I started seeing therapy in the end of March, and I was diagnosed with major depression and PTSD, all from an event occurring in 2003, so it's something I've had to deal with alone for a very long time. I finally decided to go to therapy when I started having excessive anxiety and panic attacks. I saw a male therapist the first day because I went in as an "emergency" case, but I switched over to a woman for my regular therapist. I like her a lot, and I fully trust her, but I'm afraid to be honest now. It's not her, it would be the same with anyone, but I have to change therapists anyway because I am moving for the summer (I'm a university student) so this summer I will have someone new, but I still don't think I will be able to be honest with anyone.
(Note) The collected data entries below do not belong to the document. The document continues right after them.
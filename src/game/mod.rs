use log::{debug, info};
use serde::Serialize;
use crate::board::{Color, Piece, Position, Square};
use crate::error::EngineError;
use crate::movegen::is_legal;
use crate::search::advisor::Advisor;
use crate::search::eval::{Evaluator, PieceValues, ScoredMove};
use crate::search::noise::Opponent;

pub const DEFAULT_MAX_PLIES: u32 = 12;

#[derive(Debug, Clone)]
pub struct MatchConfig {
    pub user_color: Color,
    /// Overrides the position's side to move when set.
    pub first_player: Option<Color>,
    pub max_plies: u32,
    pub piece_values: PieceValues,
}

impl Default for MatchConfig {
    fn default() -> Self {
        Self {
            user_color: Color::White,
            first_player: None,
            max_plies: DEFAULT_MAX_PLIES,
            piece_values: PieceValues::default(),
        }
    }
}

#[derive(Debug, Clone, Copy, PartialEq, Eq, Serialize)]
#[serde(rename_all = "lowercase")]
pub enum Phase {
    Playing,
    Finished,
}

#[derive(Debug, Clone, Copy, PartialEq, Eq, Serialize)]
#[serde(rename_all = "snake_case")]
pub enum Outcome {
    UserWins,
    OpponentWins,
    Draw,
}

#[derive(Debug, Clone, Copy, Default, PartialEq, Eq, Serialize)]
pub struct SkipTally {
    pub user: u32,
    pub opponent: u32,
}

#[derive(Debug, Clone, PartialEq, Eq, Serialize)]
pub struct HistoryEntry {
    /// `"e2e4"`, or `"skip"`.
    pub mv: String,
    pub player: Color,
    pub captured: Option<Piece>,
}

/// A fixed-length match between the user and the simulated opponent.
///
/// Owns the only mutable `Position`; every move is validated against the
/// generator and applied in full before the next query.
pub struct Game {
    position: Position,
    config: MatchConfig,
    move_count: u32,
    user_score: i32,
    opponent_score: i32,
    captured: Vec<Piece>,
    skipped: SkipTally,
    history: Vec<HistoryEntry>,
    phase: Phase,
    evaluator: Evaluator,
    advisor: Advisor,
}

impl Game {
    pub fn new(mut position: Position, config: MatchConfig) -> Self {
        if let Some(first) = config.first_player { position.set_side_to_move(first); }
        info!("match started: user plays {}, {} moves first, {} plies", config.user_color, position.side_to_move(), config.max_plies);
        let phase = if config.max_plies == 0 { Phase::Finished } else { Phase::Playing };
        Self {
            position,
            evaluator: Evaluator::new(config.piece_values),
            advisor: Advisor::new(config.piece_values),
            config,
            move_count: 0,
            user_score: 0,
            opponent_score: 0,
            captured: Vec::new(),
            skipped: SkipTally::default(),
            history: Vec::new(),
            phase,
        }
    }

    pub fn position(&self) -> &Position { &self.position }
    pub fn config(&self) -> &MatchConfig { &self.config }
    pub fn move_count(&self) -> u32 { self.move_count }
    pub fn user_score(&self) -> i32 { self.user_score }
    pub fn opponent_score(&self) -> i32 { self.opponent_score }
    pub fn captured(&self) -> &[Piece] { &self.captured }
    pub fn skipped(&self) -> SkipTally { self.skipped }
    pub fn history(&self) -> &[HistoryEntry] { &self.history }
    pub fn phase(&self) -> Phase { self.phase }

    pub fn is_users_turn(&self) -> bool {
        self.phase == Phase::Playing && self.position.side_to_move() == self.config.user_color
    }

    /// Validates and applies a move; returns the captured piece, if any.
    pub fn play(&mut self, piece_id: &str, to: Square) -> Result<Option<Piece>, EngineError> {
        if self.phase == Phase::Finished { return Err(EngineError::GameOver); }
        let piece = self.position.piece(piece_id)
            .filter(|p| !p.captured)
            .ok_or_else(|| EngineError::UnknownPiece(piece_id.to_string()))?;
        let side = self.position.side_to_move();
        if piece.color != side { return Err(EngineError::NotYourTurn(side)); }
        if !is_legal(piece, to, &self.position) {
            return Err(EngineError::IllegalMove { kind: piece.kind, from: piece.square, to });
        }
        let uci = format!("{}{}", piece.square, to);
        let captured = self.position.apply(piece_id, to)?;
        if let Some(c) = &captured {
            let points = self.config.piece_values.value(c.kind);
            if c.color == self.config.user_color {
                self.opponent_score = self.opponent_score.saturating_add(points);
            } else {
                self.user_score = self.user_score.saturating_add(points);
            }
            info!("{} captured {} {} on {} for {} points", side, c.color, c.kind, to, points);
            self.captured.push(c.clone());
        }
        debug!("{} played {}", side, uci);
        self.history.push(HistoryEntry { mv: uci, player: side, captured: captured.clone() });
        self.advance();
        Ok(captured)
    }

    /// `play` with the piece looked up by its origin square, e.g. `"e2e4"`.
    pub fn play_uci(&mut self, uci: &str) -> Result<Option<Piece>, EngineError> {
        let malformed = || EngineError::MalformedSquare(uci.to_string());
        if uci.len() != 4 { return Err(malformed()); }
        let from: Square = uci.get(0..2).ok_or_else(malformed)?.parse()?;
        let to: Square = uci.get(2..4).ok_or_else(malformed)?.parse()?;
        let id = self.position.occupant(from).map(|p| p.id.clone()).ok_or(EngineError::EmptySquare(from))?;
        self.play(&id, to)
    }

    /// Pass the turn without moving.
    pub fn skip(&mut self) -> Result<(), EngineError> {
        if self.phase == Phase::Finished { return Err(EngineError::GameOver); }
        let side = self.position.side_to_move();
        if side == self.config.user_color { self.skipped.user += 1; } else { self.skipped.opponent += 1; }
        debug!("{} skipped", side);
        self.history.push(HistoryEntry { mv: "skip".to_string(), player: side, captured: None });
        self.position.pass();
        self.advance();
        Ok(())
    }

    fn advance(&mut self) {
        self.move_count += 1;
        if self.move_count >= self.config.max_plies {
            self.phase = Phase::Finished;
            info!("match finished: user {} - opponent {}", self.user_score, self.opponent_score);
        }
    }

    /// Numeric best move for the user, while it is their turn.
    pub fn suggestion(&self) -> Option<ScoredMove> {
        if !self.is_users_turn() { return None; }
        self.evaluator.best_move(&self.position)
    }

    /// Tiered advice for the user, while it is their turn.
    pub fn advice(&self) -> Option<ScoredMove> {
        if !self.is_users_turn() { return None; }
        self.advisor.recommend(&self.position)
    }

    /// Let the simulated opponent move; skips when it has nothing legal.
    pub fn play_opponent(&mut self, opponent: &mut Opponent) -> Result<Option<ScoredMove>, EngineError> {
        if self.phase == Phase::Finished { return Err(EngineError::GameOver); }
        if self.position.side_to_move() == self.config.user_color {
            return Err(EngineError::NotYourTurn(self.config.user_color));
        }
        match opponent.pick(&self.position) {
            Some(choice) => {
                self.play(&choice.mv.piece.id, choice.mv.to)?;
                Ok(Some(choice))
            }
            None => {
                self.skip()?;
                Ok(None)
            }
        }
    }

    pub fn outcome(&self) -> Option<Outcome> {
        if self.phase != Phase::Finished { return None; }
        Some(match self.user_score.cmp(&self.opponent_score) {
            std::cmp::Ordering::Greater => Outcome::UserWins,
            std::cmp::Ordering::Less => Outcome::OpponentWins,
            std::cmp::Ordering::Equal => Outcome::Draw,
        })
    }
}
In mid-April I made a suicide attempt, and I ended up in the psych ward for three days. Now everything I do, I'm worried I'll get put back into the psych ward. The attempt was some impulsive behavior, which I don't normally have, but recently I've started having it again. Not suicidally, but going for walks at 1 am or spending excessive amounts of money that I can't afford. It's just not like me. I also have formed a preoccupation with suicide, mental illness, and psych wards. Again, not in a way that I feel suicidal, but just that I want to find out information about it, but it seems like it's past the point of obsession. All the time I want to read books or watch movies or listen to songs that deal with this, and I was tempted to make my first real post be asking for recommendations with these things, but I think I'm taking this interest farther than I should. I'm not harming myself in anyway physically because of it, but.. I think it's doing something to me mentally, though I don't know what exactly. I'm very scared to tell these two things to anyone, but especially my therapist or any new/future therapist I might have because I'm terrified they will put me back in the psych ward. The fear isn't totally irrational because 2 weekends after my psych ward visit, the psychologist, who gives me medicine and I don't really talk to, suggested I spend that weekend in the psych ward again, not even for suicidal reasons, I was just depressed. I didn't go that weekend, but it scared me that just telling people that I felt depressed could put me back in there, so now I'm even more scared to tell about these new problems I'm experiencing.
This is long, but I guess I just don't know what to do. Is this normal behavior? Is it irrational for me to be afraid of putting me back in or is it a possibility? I know I have to sign myself in, but I guess there are consequences sometimes for not going when they tell you to.